Orta Doğu göz göre göre Kerbela kıyametine sürükleniyor. Müttefiklerimizle oluşturulmuş ortak eylem anlayışını kim zedeledi? Başta İran Nükleer Anlaşması olmak üzere her soruna ilişkin diplomatik süreçlerden dışlanan siz değil misiniz? Arkadaşlar, bugün itibarıyla Akdeniz'deki doğal gazı Mısır, İsrail ve Rum üçlüsüne kaptırdınız Şimdi, Kıbrıs'a gittiniz, yalvar yakar ağlayarak "Çözüm, çözüm." diyerek "Acaba biz bu ortaklığa girebilir miyiz?" diye uğraşıyorsunuz. Akdeniz'e gönderecek deniz kuvvetleri bırakmadınız, gönderemiyorsunuz.

OSMAN AŞKIN BAK (Rize) - Vah! Vah!

AYTUN ÇIRAY (Devamla) - Türk vatandaşları bulundukları ülkelerde güvenlik riskiyle karşı karşıya kalmışken Türkiye'yi kim yönetiyordu?

(Mikrofon otomatik cihaz tarafından kapatıldı)

BAŞKAN - Sayın Çıray, iki dakika ek süre veriyorum.

AYTUN ÇIRAY (Devamla) - Süleyman Şah Türbesi'ni müteharrik hâle getirdiniz, komik duruma düştünüz. Müteharrik türbe, oradan oraya taşıyorlar.

Şimdi "Bu tezkere çıksın." diye kapımıza geldiniz. Ama CHP buraya "Terör araştırılsın." diye araştırma önergesi getirdi, teklif verdi. Orada kalktınız, ret oyu verdiniz terörün araştırılmasına. Bu ne perhiz bu ne lahana turşusu!

Şimdi, arkadaşlar, ama endişe etmeyin, biz varız.

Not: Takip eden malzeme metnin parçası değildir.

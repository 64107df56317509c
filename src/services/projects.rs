use color_eyre::eyre::eyre;
use serde::{Deserialize, Serialize};

use crate::{
    app_state::AppState,
    domain::{
        Hackathon, HackathonId, Member, MemberStatus, MemberView, Pagination,
        Person, PersonRef, Prize, Project, ProjectAPIError, ProjectFilter,
        ProjectId, ProjectInput, ProjectPage, ProjectStoreError, UserId,
        UserStoreError,
    },
};

use super::members::member_views;

/// A project with everything a detail page shows.
#[derive(Debug, Clone, PartialEq, Serialize, Deserialize)]
pub struct ProjectDetails {
    #[serde(flatten)]
    pub project: Project,
    pub hackathon: Hackathon,
    pub members: Vec<MemberView>,
    pub prizes: Vec<Prize>,
}

/// Resolves a user id from a request body into every reference known for
/// that person. Unknown accounts are matched by id only.
#[tracing::instrument(name = "Resolving person", skip_all)]
pub async fn resolve_person(
    state: &AppState,
    user_id: &UserId,
) -> Result<Person, ProjectAPIError> {
    match state.user_store.read().await.get_user(user_id).await {
        Ok(user) => Ok(Person::from_user(&user)),
        Err(UserStoreError::UserNotFound) => {
            Ok(Person::default().with(PersonRef::ById(user_id.clone())))
        }
        Err(e) => Err(ProjectAPIError::UnexpectedError(eyre!(e))),
    }
}

/// Creates a project, or overwrites the one `submitter` is already confirmed
/// on in the same hackathon. The lookup is explicit: nothing in storage
/// enforces one project per submitter.
#[tracing::instrument(name = "Creating project", skip_all)]
pub async fn create_project(
    state: &AppState,
    input: ProjectInput,
    submitter: Option<&Person>,
) -> Result<Project, ProjectAPIError> {
    input.validate()?;
    let hackathon_id = input.hackathon_id.map(HackathonId::new).ok_or_else(|| {
        ProjectAPIError::BadRequest("hackaton_id is required".to_owned())
    })?;

    let mut projects = state.project_store.write().await;

    projects
        .get_hackathon(&hackathon_id)
        .await
        .map_err(|e| hackathon_error(e, &hackathon_id))?;

    let existing = match submitter {
        Some(person) => projects
            .get_confirmed_projects(&hackathon_id, person)
            .await
            .map_err(|e| ProjectAPIError::UnexpectedError(eyre!(e)))?
            .into_iter()
            .next(),
        None => None,
    };

    if let Some(mut project) = existing {
        tracing::debug!("Overwriting project {}", project.id.as_ref());
        project.replace_with(input);
        projects
            .update_project(&project)
            .await
            .map_err(|e| ProjectAPIError::UnexpectedError(eyre!(e)))?;
        return Ok(project);
    }

    let project = Project::new(hackathon_id, input);
    let creator = submitter.map(|person| {
        Member::new(
            project.id.clone(),
            person.primary_user_id(),
            person.primary_email(),
            MemberStatus::Confirmed,
        )
    });

    projects
        .add_project(&project, creator.as_ref())
        .await
        .map_err(|e| ProjectAPIError::UnexpectedError(eyre!(e)))?;

    Ok(project)
}

#[tracing::instrument(name = "Getting project", skip_all)]
pub async fn get_project(
    state: &AppState,
    project_id: &ProjectId,
) -> Result<ProjectDetails, ProjectAPIError> {
    let projects = state.project_store.read().await;

    let project = projects
        .get_project(project_id)
        .await
        .map_err(|e| project_error(e, project_id))?;
    let hackathon = projects
        .get_hackathon(&project.hackathon_id)
        .await
        .map_err(|e| ProjectAPIError::UnexpectedError(eyre!(e)))?;
    let members = projects
        .get_members(project_id)
        .await
        .map_err(|e| ProjectAPIError::UnexpectedError(eyre!(e)))?;
    let prizes = projects
        .get_prizes(project_id)
        .await
        .map_err(|e| ProjectAPIError::UnexpectedError(eyre!(e)))?;

    let members = member_views(state, members).await?;

    Ok(ProjectDetails {
        project,
        hackathon,
        members,
        prizes,
    })
}

/// The project `person` is confirmed on in a hackathon, if any.
#[tracing::instrument(name = "Getting project for user", skip_all)]
pub async fn get_project_for_user(
    state: &AppState,
    hackathon_id: &HackathonId,
    person: &Person,
) -> Result<Option<Project>, ProjectAPIError> {
    let confirmed = state
        .project_store
        .read()
        .await
        .get_confirmed_projects(hackathon_id, person)
        .await
        .map_err(|e| ProjectAPIError::UnexpectedError(eyre!(e)))?;

    Ok(confirmed.into_iter().next())
}

#[tracing::instrument(name = "Getting filtered projects", skip_all)]
pub async fn get_filtered_projects(
    state: &AppState,
    filter: &ProjectFilter,
    page: i64,
    page_size: i64,
) -> Result<ProjectPage, ProjectAPIError> {
    let pagination = Pagination::new(page, page_size)?;

    let (projects, total) = state
        .project_store
        .read()
        .await
        .search_projects(filter, pagination.page_size(), pagination.offset())
        .await
        .map_err(|e| ProjectAPIError::UnexpectedError(eyre!(e)))?;

    Ok(ProjectPage {
        projects,
        total,
        page: pagination.page(),
        page_size: pagination.page_size(),
    })
}

/// Replaces every submitted field of an existing project. The project stays
/// in its hackathon whatever the body says.
#[tracing::instrument(name = "Updating project", skip_all)]
pub async fn update_project(
    state: &AppState,
    project_id: &ProjectId,
    input: ProjectInput,
) -> Result<Project, ProjectAPIError> {
    input.validate()?;

    let mut projects = state.project_store.write().await;

    let mut project = projects
        .get_project(project_id)
        .await
        .map_err(|e| project_error(e, project_id))?;

    project.replace_with(input);

    projects
        .update_project(&project)
        .await
        .map_err(|e| project_error(e, project_id))?;

    Ok(project)
}

fn hackathon_error(e: ProjectStoreError, id: &HackathonId) -> ProjectAPIError {
    match e {
        ProjectStoreError::HackathonIDNotFound => {
            ProjectAPIError::IDNotFoundError(*id.as_ref())
        }
        e => ProjectAPIError::UnexpectedError(eyre!(e)),
    }
}

pub(crate) fn project_error(
    e: ProjectStoreError,
    id: &ProjectId,
) -> ProjectAPIError {
    match e {
        ProjectStoreError::ProjectIDNotFound => {
            ProjectAPIError::IDNotFoundError(*id.as_ref())
        }
        e => ProjectAPIError::UnexpectedError(eyre!(e)),
    }
}
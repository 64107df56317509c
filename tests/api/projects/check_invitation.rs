use crate::helpers::{
    add_new_project, get_json_response_body, invite, mount_email_server,
    sign_in, sign_in_as, TestApp,
};
use serde_json::json;
use test_context::test_context;

#[test_context(TestApp)]
#[tokio::test]
async fn should_describe_a_pending_invitation(app: &mut TestApp) {
    let invitee = sign_in(app, "Bob").await;
    let inviter = sign_in(app, "Alice").await;
    mount_email_server(app, 1).await;
    let invitation_id = invite(app, &inviter, invitee.email.as_str()).await;

    sign_in_as(app, &invitee);
    let user_id = invitee.id.as_ref().to_string();
    let response = app
        .get_check_invitation(&[
            ("invitation", invitation_id.as_str()),
            ("user_id", user_id.as_str()),
        ])
        .await;
    assert_eq!(response.status().as_u16(), 200);

    let body = get_json_response_body(response).await;
    assert_eq!(body["exists"], true);
    assert_eq!(body["isConfirming"], true);
    assert_eq!(body["hasConfirmedProject"], false);
    assert_eq!(body["projectName"], "Untitled Project");
    assert_eq!(body["confirmedProjectName"], json!(null));
}

#[test_context(TestApp)]
#[tokio::test]
async fn should_report_a_conflicting_confirmed_project(app: &mut TestApp) {
    let invitee = sign_in(app, "Bob").await;
    let _own_project = add_new_project(app, "Bob's Thing").await;

    let inviter = sign_in(app, "Alice").await;
    mount_email_server(app, 1).await;
    let invitation_id = invite(app, &inviter, invitee.email.as_str()).await;

    sign_in_as(app, &invitee);
    let response = app
        .get_check_invitation(&[("invitation", invitation_id.as_str())])
        .await;

    let body = get_json_response_body(response).await;
    assert_eq!(body["exists"], true);
    assert_eq!(body["isConfirming"], false);
    assert_eq!(body["hasConfirmedProject"], true);
    assert_eq!(body["confirmedProjectName"], "Bob's Thing");
}

#[test_context(TestApp)]
#[tokio::test]
async fn should_hide_invitations_addressed_to_someone_else(app: &mut TestApp) {
    let invitee = sign_in(app, "Bob").await;
    let inviter = sign_in(app, "Alice").await;
    mount_email_server(app, 1).await;
    let invitation_id = invite(app, &inviter, invitee.email.as_str()).await;

    let _stranger = sign_in(app, "Carol").await;
    let response = app
        .get_check_invitation(&[("invitation", invitation_id.as_str())])
        .await;
    assert_eq!(response.status().as_u16(), 200);

    let body = get_json_response_body(response).await;
    assert_eq!(body["exists"], false);
    assert_eq!(body["projectId"], json!(null));
}

#[test_context(TestApp)]
#[tokio::test]
async fn should_return_400_if_user_id_is_not_the_session_user(
    app: &mut TestApp,
) {
    let _user = sign_in(app, "Bob").await;

    let response = app
        .get_check_invitation(&[
            ("invitation", "be9915f0-a4c2-48fb-977b-9f4f959c5729"),
            ("user_id", "ae9915f0-a4c2-48fb-977b-9f4f959c5729"),
        ])
        .await;
    assert_eq!(response.status().as_u16(), 400);
}

#[test_context(TestApp)]
#[tokio::test]
async fn should_return_401_if_not_authenticated(app: &mut TestApp) {
    let response = app
        .get_check_invitation(&[(
            "invitation",
            "be9915f0-a4c2-48fb-977b-9f4f959c5729",
        )])
        .await;
    assert_eq!(response.status().as_u16(), 401);
}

OSMAN AŞKIN BAK (Rize) - Vah! Vah!

AYTUN ÇIRAY (Devamla) - CHP maceracı değildir, CHP rövanşist değildir. Bizim Genel Başkanımız devlet adamıdır. Ne diyor bu yüzden? "Önce CHP, önce ben yok." diyor.

SALİM USLU (Çorum) - Altmış yıldır millet güvenmedi size.

AYTUN ÇIRAY (Devamla) - "Önce vatan, önce barış, önce Türkiye." diyor arkadaşlar. (CHP sıralarından "Bravo" sesleri, alkışlar) İşte, emin olun, 2014'te de, şimdi de vereceğimiz kararın arkasında hep aynı ilke oldu, hep aynı ilkenin peşindeyiz.

OSMAN AŞKIN BAK (Rize) - Toplantıda itiraz etmiştin. Niye çark ettin şimdi?

AYTUN ÇIRAY (Devamla) - Bugün sarayın oyuncu kadrosunu oluşturduğu, müsamere hükûmetiyle tartıştığımız bu tezkereyi onun için reddetmememiz gerekiyor. Ama IŞİD'in ülkemizin güvenliğini tehdit ettiği, her gün şehitlerin geldiği bu konjonktürde bu tezkereye evet dememiz gerekiyor.

MAHMUT TOĞRUL (Gaziantep) - Yani, Suriye politikanız nerede kaldı?

AYTUN ÇIRAY (Devamla) - İnsanımıza "değerli yalnızlık" diye yutturulmaya kalkışılan muazzam fiyaskoyu, medeni dış politikaya ancak biz çevirebileceğimiz için "Evet." dememiz gerekiyor. Bölgedeki vatandaşlarımıza bir Suruç faciası daha yaşatmamak için "Evet." dememiz gerekiyor.

Değerli arkadaşlar, tekrar Yarbay Alkan'ın sözleriyle sesleniyorum: "Çözüm derken ne oldu da bir anda 'savaş' diye haykırmaya başladınız?"